Eye For Film >> Movies >> A Good Day to Die, Hoka Hey (2016) Film Review
You watch one film in a category and, like an addict, you come back for more. Which is, in the end, not unlike the addiction to war photography owned up to in the closing moments of A Good Day to Die, Hoka Hey – a documentary that explores the motivation and self-justification behind the career of self-taught war photographer Jason P Howe.
This, the official blurb claims, is a “story of survival and change” and “the story of a man's bravery to cover the world at war, and what it takes to get images published for the world to see”.
Well, up to a point. Having been remarkably impressed by Only The Dead – a film which also deals with some of the big questions around war reporting and the effect it has on those who do it - I sat down to A Good Day to Die with similar morbid curiosity: perhaps, ironically, my own anticipation is but a pale shadow of the amoral voyeurism that seems to drive these individuals; just one step further removed.
Still, is this really how the film's makers view what they have delivered here? A heroic tale of bravery, topped off with (heroic) struggle against the awful powers that be who, in their narrow-minded bureaucratic way wage a very different war against photographers behind the lines? Or is that just there for public consumption? A carefully concocted spin on the tale they are telling, designed to draw in the audience and to placate the subject of their work?
For this did not feel to me anything like the sympathetic film billed. Its subject and primary focus is Howe, who earned his photographic stripes through travel journalism. He became a war photographer in 2001 with a move to Colombia to cover the long-running war there between FARC guerillas and paramilitaries.
What follows is more revealing than insightful. His first shooting of a live combat situation, his gradual infiltration into ever more dangerous situations and his affair with a local woman who, it turns out, is actually a paramilitary assassin. The most shocking aspect is the flat, detached manner in which he describes these episodes, any one of which, for some individuals, might be basis for a film in its own right: I Married A Contract Killer or How I Missed Death By Five Metres”.
This same detachment is threaded through subsequent engagements. In Iraq, a fellow journalist reveals she took him to one side to explain that his behaviour, which might have been OK in Colombia, was wholly inappropriate in Iraq. Howe himself tells of being rebuked for wandering round a scene of mass carnage with a smile on his face.
He goes to the Lebanon where – a flicker of emotion – he is not happy that the field of war photography has been invaded by too many young photographers straight out of journalist school who just don't do things right. “Paparazzi for the dead and dying”, he complains - just five years after he decided to embark on his own career in war snappery.

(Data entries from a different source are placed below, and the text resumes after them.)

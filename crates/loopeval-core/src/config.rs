use crate::errors::ConfigError;
use crate::on_error::ErrorPolicy;
use serde::{Deserialize, Serialize};
use std::env;
use std::path::Path;
use std::time::Duration;

/// Upper bound for the experiment-status cache; workers must observe Kill quickly.
pub const MAX_STATUS_CACHE_TTL_MS: u64 = 5_000;

#[derive(Debug, Clone, PartialEq, Serialize, Deserialize)]
#[serde(default)]
pub struct WorkerConfig {
    pub schedule: usize,
    pub item_eval: usize,
    pub aggregate: usize,
}

impl Default for WorkerConfig {
    fn default() -> Self {
        Self {
            schedule: 2,
            item_eval: 8,
            aggregate: 1,
        }
    }
}

#[derive(Debug, Clone, PartialEq, Serialize, Deserialize)]
#[serde(default)]
pub struct RetryConfig {
    pub max_retries: u32,
    pub backoff_base_ms: u64,
    pub backoff_cap_ms: u64,
}

impl Default for RetryConfig {
    fn default() -> Self {
        Self {
            max_retries: 3,
            backoff_base_ms: 200,
            backoff_cap_ms: 10_000,
        }
    }
}

#[derive(Debug, Clone, PartialEq, Serialize, Deserialize)]
#[serde(default)]
pub struct EngineConfig {
    pub workers: WorkerConfig,
    pub retry: RetryConfig,
    pub idempotency_ttl_secs: u64,
    pub lock_lease_ms: u64,
    /// How long the scheduler waits before re-polling a running experiment.
    pub schedule_interval_ms: u64,
    pub status_cache_ttl_ms: u64,
    pub turn_timeout_ms: u64,
    pub skip_on_target_fail: bool,
    /// Finish marks an experiment Failed above this failed/total ratio.
    pub finish_failed_ratio: Option<f64>,
    pub default_space_quota: u32,
    pub gc_interval_secs: u64,
    /// Soft-deleted experiments are purged once older than this.
    pub deleted_retention_secs: u64,
    /// Processing items idle longer than this are reaped.
    pub stale_item_after_ms: u64,
    /// What to do when the moderation service itself fails.
    pub moderation_on_error: ErrorPolicy,
    pub default_item_concurrency: u32,
    pub default_evaluator_concurrency: u32,
}

impl Default for EngineConfig {
    fn default() -> Self {
        Self {
            workers: WorkerConfig::default(),
            retry: RetryConfig::default(),
            idempotency_ttl_secs: 600,
            lock_lease_ms: 10_000,
            schedule_interval_ms: 500,
            status_cache_ttl_ms: 2_000,
            turn_timeout_ms: 60_000,
            skip_on_target_fail: true,
            finish_failed_ratio: None,
            default_space_quota: 10,
            gc_interval_secs: 60,
            deleted_retention_secs: 3_600,
            stale_item_after_ms: 300_000,
            moderation_on_error: ErrorPolicy::Allow,
            default_item_concurrency: 4,
            default_evaluator_concurrency: 2,
        }
    }
}

const KNOWN_KEYS: &[&str] = &[
    "workers",
    "workers.schedule",
    "workers.item_eval",
    "workers.aggregate",
    "retry",
    "retry.max_retries",
    "retry.backoff_base_ms",
    "retry.backoff_cap_ms",
    "idempotency_ttl_secs",
    "lock_lease_ms",
    "schedule_interval_ms",
    "status_cache_ttl_ms",
    "turn_timeout_ms",
    "skip_on_target_fail",
    "finish_failed_ratio",
    "default_space_quota",
    "gc_interval_secs",
    "deleted_retention_secs",
    "stale_item_after_ms",
    "moderation_on_error",
    "default_item_concurrency",
    "default_evaluator_concurrency",
];

/// Closest known key, if any is reasonably close.
pub fn suggest_key(unknown: &str) -> Option<&'static str> {
    KNOWN_KEYS
        .iter()
        .map(|k| (*k, strsim::jaro_winkler(unknown, k)))
        .filter(|(_, score)| *score > 0.85)
        .max_by(|a, b| a.1.total_cmp(&b.1))
        .map(|(k, _)| k)
}

impl EngineConfig {
    pub fn from_yaml_str(raw: &str, strict: bool) -> Result<Self, ConfigError> {
        let mut ignored = Vec::new();
        let de = serde_yaml::Deserializer::from_str(raw);
        let cfg: EngineConfig = serde_ignored::deserialize(de, |path| ignored.push(path.to_string()))
            .map_err(|e| ConfigError(format!("failed to parse engine config: {}", e)))?;

        if !ignored.is_empty() {
            let described: Vec<String> = ignored
                .iter()
                .map(|k| match suggest_key(k) {
                    Some(s) => format!("{} (did you mean {}?)", k, s),
                    None => k.clone(),
                })
                .collect();
            if strict {
                return Err(ConfigError(format!(
                    "unknown engine config keys: {}",
                    described.join(", ")
                )));
            }
            tracing::warn!(event = "config.unknown_keys", keys = %described.join(", "));
        }
        cfg.validated()
    }

    pub fn load(path: &Path, strict: bool) -> Result<Self, ConfigError> {
        let raw = std::fs::read_to_string(path)
            .map_err(|e| ConfigError(format!("failed to read {}: {}", path.display(), e)))?;
        Self::from_yaml_str(&raw, strict)
    }

    /// Applies `LOOPEVAL_*` overrides on top of the current values.
    pub fn with_env(mut self) -> Self {
        fn parse_env<T: std::str::FromStr>(key: &str) -> Option<T> {
            env::var(key).ok().and_then(|v| v.parse().ok())
        }
        if let Some(n) = parse_env("LOOPEVAL_ITEM_WORKERS") {
            self.workers.item_eval = n;
        }
        if let Some(n) = parse_env("LOOPEVAL_SCHEDULE_WORKERS") {
            self.workers.schedule = n;
        }
        if let Some(n) = parse_env("LOOPEVAL_MAX_RETRIES") {
            self.retry.max_retries = n;
        }
        if let Some(n) = parse_env("LOOPEVAL_TURN_TIMEOUT_MS") {
            self.turn_timeout_ms = n;
        }
        if let Some(n) = parse_env("LOOPEVAL_STATUS_CACHE_TTL_MS") {
            self.status_cache_ttl_ms = n;
        }
        if let Some(n) = parse_env("LOOPEVAL_DEFAULT_QUOTA") {
            self.default_space_quota = n;
        }
        if let Some(n) = parse_env::<f64>("LOOPEVAL_FINISH_FAILED_RATIO") {
            self.finish_failed_ratio = Some(n);
        }
        self
    }

    pub fn validated(mut self) -> Result<Self, ConfigError> {
        if self.status_cache_ttl_ms > MAX_STATUS_CACHE_TTL_MS {
            tracing::warn!(
                event = "config.clamped",
                key = "status_cache_ttl_ms",
                requested = self.status_cache_ttl_ms,
                max = MAX_STATUS_CACHE_TTL_MS
            );
            self.status_cache_ttl_ms = MAX_STATUS_CACHE_TTL_MS;
        }
        if let Some(r) = self.finish_failed_ratio {
            if !(0.0..=1.0).contains(&r) {
                return Err(ConfigError(format!("finish_failed_ratio must be within [0, 1], got {}", r)));
            }
        }
        if self.retry.backoff_base_ms == 0 || self.retry.backoff_cap_ms < self.retry.backoff_base_ms {
            return Err(ConfigError("retry backoff requires 0 < base <= cap".into()));
        }
        if self.default_item_concurrency == 0 || self.default_evaluator_concurrency == 0 {
            return Err(ConfigError("default concurrency must be at least 1".into()));
        }
        self.workers.schedule = self.workers.schedule.max(1);
        self.workers.item_eval = self.workers.item_eval.max(1);
        self.workers.aggregate = self.workers.aggregate.max(1);
        Ok(self)
    }

    pub fn idempotency_ttl(&self) -> Duration {
        Duration::from_secs(self.idempotency_ttl_secs)
    }

    pub fn lock_lease(&self) -> Duration {
        Duration::from_millis(self.lock_lease_ms)
    }

    pub fn schedule_interval(&self) -> Duration {
        Duration::from_millis(self.schedule_interval_ms)
    }

    pub fn status_cache_ttl(&self) -> Duration {
        Duration::from_millis(self.status_cache_ttl_ms.min(MAX_STATUS_CACHE_TTL_MS))
    }

    pub fn turn_timeout(&self) -> Duration {
        Duration::from_millis(self.turn_timeout_ms)
    }

    pub fn gc_interval(&self) -> Duration {
        Duration::from_secs(self.gc_interval_secs)
    }

    pub fn deleted_retention(&self) -> Duration {
        Duration::from_secs(self.deleted_retention_secs)
    }

    pub fn stale_item_after(&self) -> Duration {
        Duration::from_millis(self.stale_item_after_ms)
    }

    pub fn backoff(&self) -> crate::events::BackoffPolicy {
        crate::events::BackoffPolicy {
            base: Duration::from_millis(self.retry.backoff_base_ms),
            cap: Duration::from_millis(self.retry.backoff_cap_ms),
        }
    }
}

He flies back to Colombia, with no advance warning, to see his ex, and is surprised to discover she has in her turn been killed. A tragedy, with only, in passing a reference to the fact that he had done nothing when she asked him to help her escape her own incredibly dangerous lifestyle.

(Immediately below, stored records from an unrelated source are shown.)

impl MemoryEvalSets {
    pub fn new(ids: Arc<dyn IdGenerator>) -> Self {
        Self {
            inner: Arc::new(RwLock::new(Inner::default())),
            ids,
            max_turn_fields: 64,
        }
    }

    pub fn create_set(
        &self,
        space_id: SpaceId,
        name: &str,
        description: &str,
        schema: Vec<FieldSchema>,
        created_by: &str,
    ) -> EvalResult<EvalSet> {
        if name.trim().is_empty() {
            return Err(EvalError::InvalidParam("eval set name is empty".into()));
        }
        let mut g = self.inner.write().map_err(poisoned)?;
        let dup = g.sets.values().filter_map(|s| s.set.as_ref()).any(|s| s.space_id == space_id && s.name == name);
        if dup {
            return Err(EvalError::NameExists(name.to_string()));
        }
        let set = EvalSet {
            id: self.ids.next_id(),
            space_id,
            name: name.to_string(),
            description: description.to_string(),
            schema,
            created_by: created_by.to_string(),
            latest_version_id: None,
        };
        g.sets.insert(
            set.id,
            SetState {
                set: Some(set.clone()),
                draft: Vec::new(),
            },
        );
        Ok(set)
    }

    pub fn get_set(&self, space_id: SpaceId, set_id: i64) -> EvalResult<EvalSet> {
        let g = self.inner.read().map_err(poisoned)?;
        g.sets
            .get(&set_id)
            .and_then(|s| s.set.clone())
            .filter(|s| s.space_id == space_id)
            .ok_or_else(|| EvalError::not_found(ResourceKind::EvalSet, set_id))
    }

    pub fn list_sets(&self, space_id: SpaceId) -> EvalResult<Vec<EvalSet>> {
        let g = self.inner.read().map_err(poisoned)?;
        let mut out: Vec<EvalSet> = g
            .sets
            .values()
            .filter_map(|s| s.set.clone())
            .filter(|s| s.space_id == space_id)
            .collect();
        out.sort_by_key(|s| s.id);
        Ok(out)
    }

    pub fn update_set(
        &self,
        space_id: SpaceId,
        set_id: i64,
        name: Option<&str>,
        description: Option<&str>,
    ) -> EvalResult<EvalSet> {
        let mut g = self.inner.write().map_err(poisoned)?;
        if let Some(n) = name {
            let taken = g
                .sets
                .values()
                .filter_map(|s| s.set.as_ref())
                .any(|s| s.space_id == space_id && s.name == n && s.id != set_id);
            if taken {
                return Err(EvalError::NameExists(n.to_string()));
            }
        }
        let state = g
            .sets
            .get_mut(&set_id)
            .ok_or_else(|| EvalError::not_found(ResourceKind::EvalSet, set_id))?;
        let set = state
            .set
            .as_mut()
            .filter(|s| s.space_id == space_id)
            .ok_or_else(|| EvalError::not_found(ResourceKind::EvalSet, set_id))?;
        if let Some(n) = name {
            set.name = n.to_string();
        }
        if let Some(d) = description {
            set.description = d.to_string();
        }
        Ok(set.clone())
    }

    pub fn delete_set(&self, space_id: SpaceId, set_id: i64) -> EvalResult<()> {
        self.get_set(space_id, set_id)?;
        let mut g = self.inner.write().map_err(poisoned)?;
        g.sets.remove(&set_id);
        Ok(())
    }

    pub fn update_schema(
        &self,
        space_id: SpaceId,
        set_id: i64,
        schema: Vec<FieldSchema>,
    ) -> EvalResult<EvalSet> {
        let mut g = self.inner.write().map_err(poisoned)?;
        let set = g
            .sets
            .get_mut(&set_id)
            .and_then(|s| s.set.as_mut())
            .filter(|s| s.space_id == space_id)
            .ok_or_else(|| EvalError::not_found(ResourceKind::EvalSet, set_id))?;
        set.schema = schema;
        Ok(set.clone())
    }

    /// Snapshots the current draft into an immutable version.
    pub fn create_version(
        &self,
        space_id: SpaceId,
        set_id: i64,
        version: &str,
    ) -> EvalResult<EvalSetVersion> {
        let mut g = self.inner.write().map_err(poisoned)?;
        let taken = g
            .versions
            .values()
            .any(|(v, _)| v.eval_set_id == set_id && v.version == version);
        if taken {
            return Err(EvalError::NameExists(format!("version {}", version)));
        }
        let id = self.ids.next_id();
        let state = g
            .sets
            .get_mut(&set_id)
            .ok_or_else(|| EvalError::not_found(ResourceKind::EvalSet, set_id))?;
        let set = state
            .set
            .as_mut()
            .filter(|s| s.space_id == space_id)
            .ok_or_else(|| EvalError::not_found(ResourceKind::EvalSet, set_id))?;
        set.latest_version_id = Some(id);
        let v = EvalSetVersion {
            id,
            eval_set_id: set_id,
            space_id,
            version: version.to_string(),
            schema: set.schema.clone(),
            item_count: state.draft.len() as i64,
        };
        let items = state.draft.clone();
        g.versions.insert(id, (v.clone(), items));
        Ok(v)
    }

    pub fn list_versions(&self, space_id: SpaceId, set_id: i64) -> EvalResult<Vec<EvalSetVersion>> {
        let g = self.inner.read().map_err(poisoned)?;
        let mut out: Vec<EvalSetVersion> = g
            .versions
            .values()
            .map(|(v, _)| v.clone())
            .filter(|v| v.space_id == space_id && v.eval_set_id == set_id)
            .collect();
        out.sort_by_key(|v| v.id);
        Ok(out)
    }

    pub fn batch_get_versions(&self, space_id: SpaceId, ids: &[i64]) -> EvalResult<Vec<EvalSetVersion>> {
        let g = self.inner.read().map_err(poisoned)?;
        Ok(ids
            .iter()
            .filter_map(|id| g.versions.get(id))
            .map(|(v, _)| v.clone())
            .filter(|v| v.space_id == space_id)
            .collect())
    }

    fn materialize(&self, item: NewItem) -> EvalResult<EvalSetItem> {
        if item.turns.is_empty() {
            return Err(EvalError::InvalidParam("item has no turns".into()));
        }
        if item.turns.iter().any(|t| t.len() > self.max_turn_fields) {
            return Err(EvalError::InvalidParam("turn has too many fields".into()));
        }
        Ok(EvalSetItem {
            item_id: self.ids.next_id(),
            item_key: item.item_key,
            turns: item
                .turns
                .into_iter()
                .map(|fields| Turn {
                    turn_id: self.ids.next_id(),
                    fields,
                })
                .collect(),
        })
    }

    pub fn add_draft_items(
        &self,
        space_id: SpaceId,
        set_id: i64,
        items: Vec<NewItem>,
    ) -> EvalResult<Vec<ItemOutcome>> {
        self.get_set(space_id, set_id)?;
        let built: Vec<_> = items
            .into_iter()
            .enumerate()
            .map(|(index, item)| (index, self.materialize(item)))
            .collect();
        let mut g = self.inner.write().map_err(poisoned)?;
        let state = g
            .sets
            .get_mut(&set_id)
            .ok_or_else(|| EvalError::not_found(ResourceKind::EvalSet, set_id))?;
        Ok(push_outcomes(&mut state.draft, built))
    }

    pub fn update_draft_item(
        &self,
        space_id: SpaceId,
        set_id: i64,
        item_id: ItemId,
        turns: Vec<BTreeMap<String, serde_json::Value>>,
    ) -> EvalResult<EvalSetItem> {
        self.get_set(space_id, set_id)?;
        let mut g = self.inner.write().map_err(poisoned)?;
        let state = g
            .sets
            .get_mut(&set_id)
            .ok_or_else(|| EvalError::not_found(ResourceKind::EvalSet, set_id))?;
        let item = state
            .draft
            .iter_mut()
            .find(|i| i.item_id == item_id)
            .ok_or_else(|| EvalError::not_found(ResourceKind::EvalSetItem, item_id))?;
        item.turns = turns
            .into_iter()
            .map(|fields| Turn {
                turn_id: self.ids.next_id(),
                fields,
            })
            .collect();
        Ok(item.clone())
    }

    pub fn delete_draft_items(&self, space_id: SpaceId, set_id: i64, ids: &[ItemId]) -> EvalResult<usize> {
        self.get_set(space_id, set_id)?;
        let mut g = self.inner.write().map_err(poisoned)?;
        let state = g
            .sets
            .get_mut(&set_id)
            .ok_or_else(|| EvalError::not_found(ResourceKind::EvalSet, set_id))?;
        let before = state.draft.len();
        state.draft.retain(|i| !ids.contains(&i.item_id));
        Ok(before - state.draft.len())
    }

    pub fn list_draft_items(&self, space_id: SpaceId, set_id: i64) -> EvalResult<Vec<EvalSetItem>> {
        self.get_set(space_id, set_id)?;
        let g = self.inner.read().map_err(poisoned)?;
        Ok(g.sets.get(&set_id).map(|s| s.draft.clone()).unwrap_or_default())
    }

    pub fn clear_draft(&self, space_id: SpaceId, set_id: i64) -> EvalResult<()> {
        self.get_set(space_id, set_id)?;
        let mut g = self.inner.write().map_err(poisoned)?;
        if let Some(s) = g.sets.get_mut(&set_id) {
            s.draft.clear();
        }
        Ok(())
    }

    /// Convenience for tests and the CLI: one set, one version, the given items.
    pub fn seed(
        &self,
        space_id: SpaceId,
        name: &str,
        schema: Vec<FieldSchema>,
        items: Vec<NewItem>,
    ) -> EvalResult<(EvalSet, EvalSetVersion)> {
        let set = self.create_set(space_id, name, "", schema, "system")?;
        let outcomes = self.add_draft_items(space_id, set.id, items)?;
        if let Some(bad) = outcomes.iter().find_map(|o| o.error.clone()) {
            return Err(EvalError::InvalidParam(bad.message));
        }
        let version = self.create_version(space_id, set.id, "v1")?;
        let set = self.get_set(space_id, set.id)?;
        Ok((set, version))
    }
}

The whole is, apparently, book-ended by the story of how Howe took and then published, despite Ministry of Defence objections, a sequence that showed, in graphic detail, a young soldier injured in Afghanistan. Another interesting, mega-story, thrown into the mix – and then just left there. For this is about censorship and how the powers that be get their revenge. The soldier in question was more than happy for the pictures to be published – which demolished the MoD's principal argument for non-publication. So they fell back on the tried and trusted “because we say you shouldn't” - and when that failed, they took their revenge, later, by refusing Howe the right to return to Afghanistan with British Forces.

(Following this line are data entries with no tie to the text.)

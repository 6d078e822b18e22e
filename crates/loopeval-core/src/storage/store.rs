use anyhow::Context;
use rusqlite::Connection;
use serde::de::DeserializeOwned;
use serde::Serialize;
use std::path::Path;
use std::sync::{Arc, Mutex, MutexGuard};

/// SQLite-backed repository shared by every engine component.
/// Entity-specific queries live in sibling `*_repo.rs` files as further `impl Store` blocks.
#[derive(Clone)]
pub struct Store {
    pub conn: Arc<Mutex<Connection>>,
}

pub struct StoreInfo {
    pub schema_version: i64,
    pub experiments: i64,
    pub turn_results: i64,
}

impl Store {
    pub fn open(path: &Path) -> anyhow::Result<Self> {
        let conn = Connection::open(path).context("failed to open sqlite db")?;
        conn.busy_timeout(std::time::Duration::from_secs(5))?;
        conn.execute_batch("PRAGMA journal_mode = WAL; PRAGMA synchronous = NORMAL;")?;
        Ok(Self {
            conn: Arc::new(Mutex::new(conn)),
        })
    }

    pub fn memory() -> anyhow::Result<Self> {
        let conn = Connection::open_in_memory().context("failed to open in-memory sqlite db")?;
        Ok(Self {
            conn: Arc::new(Mutex::new(conn)),
        })
    }

    pub fn init_schema(&self) -> anyhow::Result<()> {
        let conn = self.lock()?;
        conn.execute_batch(crate::storage::schema::DDL)?;
        migrate_v2(&conn)?;
        conn.pragma_update(None, "user_version", crate::storage::schema::SCHEMA_VERSION)?;
        Ok(())
    }

    /// Opens (or creates) a store at `path` and applies the schema.
    pub fn open_with_schema(path: &Path) -> anyhow::Result<Self> {
        let store = Self::open(path)?;
        store.init_schema()?;
        Ok(store)
    }

    pub fn memory_with_schema() -> anyhow::Result<Self> {
        let store = Self::memory()?;
        store.init_schema()?;
        Ok(store)
    }

    pub(crate) fn lock(&self) -> anyhow::Result<MutexGuard<'_, Connection>> {
        self.conn
            .lock()
            .map_err(|_| anyhow::anyhow!("sqlite connection mutex poisoned"))
    }

    pub fn info(&self) -> anyhow::Result<StoreInfo> {
        let conn = self.lock()?;
        let schema_version: i64 = conn.query_row("PRAGMA user_version", [], |r| r.get(0))?;
        let experiments: i64 =
            conn.query_row("SELECT COUNT(*) FROM experiments", [], |r| r.get(0))?;
        let turn_results: i64 =
            conn.query_row("SELECT COUNT(*) FROM turn_results", [], |r| r.get(0))?;
        Ok(StoreInfo {
            schema_version,
            experiments,
            turn_results,
        })
    }
}

// v2: token accounting on stats rows
fn migrate_v2(conn: &Connection) -> anyhow::Result<()> {
    let cols = get_columns(conn, "expt_stats")?;
    add_column_if_missing(conn, &cols, "expt_stats", "input_tokens", "INTEGER NOT NULL DEFAULT 0")?;
    add_column_if_missing(conn, &cols, "expt_stats", "output_tokens", "INTEGER NOT NULL DEFAULT 0")?;
    Ok(())
}

fn get_columns(
    conn: &Connection,
    table: &str,
) -> anyhow::Result<std::collections::HashSet<String>> {
    let mut stmt = conn.prepare(&format!("PRAGMA table_info({})", table))?;
    let rows = stmt.query_map([], |row| row.get::<_, String>(1))?;
    let mut out = std::collections::HashSet::new();
    for r in rows {
        out.insert(r?);
    }
    Ok(out)
}

fn add_column_if_missing(
    conn: &Connection,
    cols: &std::collections::HashSet<String>,
    table: &str,
    col: &str,
    ty: &str,
) -> anyhow::Result<()> {
    if !cols.contains(col) {
        let sql = format!("ALTER TABLE {} ADD COLUMN {} {}", table, col, ty);
        conn.execute(&sql, [])?;
    }
    Ok(())
}

pub(crate) fn to_json<T: Serialize>(v: &T) -> rusqlite::Result<String> {
    serde_json::to_string(v).map_err(|e| rusqlite::Error::ToSqlConversionFailure(Box::new(e)))
}

pub(crate) fn from_json<T: DeserializeOwned>(idx: usize, s: &str) -> rusqlite::Result<T> {
    serde_json::from_str(s).map_err(|e| {
        rusqlite::Error::FromSqlConversionFailure(idx, rusqlite::types::Type::Text, Box::new(e))
    })
}

pub(crate) fn opt_from_json<T: DeserializeOwned>(
    idx: usize,
    s: Option<String>,
) -> rusqlite::Result<Option<T>> {
    match s {
        Some(s) if !s.trim().is_empty() => from_json(idx, &s).map(Some),
        _ => Ok(None),
    }
}

/// Maps a stored enum string back to its type, failing the row on unknown values.
pub(crate) fn parse_col<T>(idx: usize, s: &str, parse: fn(&str) -> Option<T>) -> rusqlite::Result<T> {
    parse(s).ok_or_else(|| {
        rusqlite::Error::FromSqlConversionFailure(
            idx,
            rusqlite::types::Type::Text,
            format!("unknown value {:?}", s).into(),
        )
    })
}

/// `?,?,?` placeholder list for IN clauses.
pub(crate) fn placeholders(n: usize) -> String {
    vec!["?"; n].join(",")
}

#[cfg(test)]
mod tests {
    use super::*;

    #[test]
    fn test_schema_is_reentrant_and_stamped() {
        let store = Store::memory().unwrap();
        store.init_schema().unwrap();
        store.init_schema().unwrap();
        let info = store.info().unwrap();
        assert_eq!(info.schema_version, crate::storage::schema::SCHEMA_VERSION);
        assert_eq!(info.experiments, 0);

        let conn = store.lock().unwrap();
        let cols = get_columns(&conn, "expt_stats").unwrap();
        assert!(cols.contains("input_tokens"));
        assert!(cols.contains("output_tokens"));
    }

    #[test]
    fn test_placeholders() {
        assert_eq!(placeholders(3), "?,?,?");
        assert_eq!(placeholders(1), "?");
    }
}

Yet still, the film maintains the image of a man very little interested in self-reflection, beyond accepting that his habit of escaping to Thailand to “drink everything and snort everything and fuck everything” might not have been overly healthy.
It ends with Howe retreating to his home in Andalusia where, living only with his dogs, he must lick his wounds and deal with PTSD. Is this really a story of bravery? Or is it – as Only The Dead also hints at – a focus on the strange detached amorality that you need if you want to be a successful war reporter?